Data for processing: Begin

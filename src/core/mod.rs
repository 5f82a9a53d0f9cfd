pub mod fps;
pub mod geometry;
pub mod material;
pub mod object;
pub mod resource;
pub mod texture;

pub use fps::FpsCounter;
pub use geometry::Geometry;
pub use material::{Material, ShaderKind};
pub use object::{SceneObject, Transform};
pub use resource::{AssetError, Resource};
pub use texture::{
    pending_mesh, pending_texture, Mesh, MeshPromise, PendingMesh, PendingTexture, Texture,
    TextureKind, TexturePromise,
};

Data for processing: End

## About this exercise
Please return the records above exactly as they are written.

## Completed exercise
filename src/core/mod.rs
repository 5f82a9a53d0f9cfd
pub mod fps;
pub mod geometry;
pub mod material;
pub mod object;
pub mod resource;
pub mod texture;

pub use fps::FpsCounter;
pub use geometry::Geometry;
pub use material::{Material, ShaderKind};
pub use object::{SceneObject, Transform};
pub use resource::{AssetError, Resource};
pub use texture::{
    pending_mesh, pending_texture, Mesh, MeshPromise, PendingMesh, PendingTexture, Texture,
    TextureKind, TexturePromise,
};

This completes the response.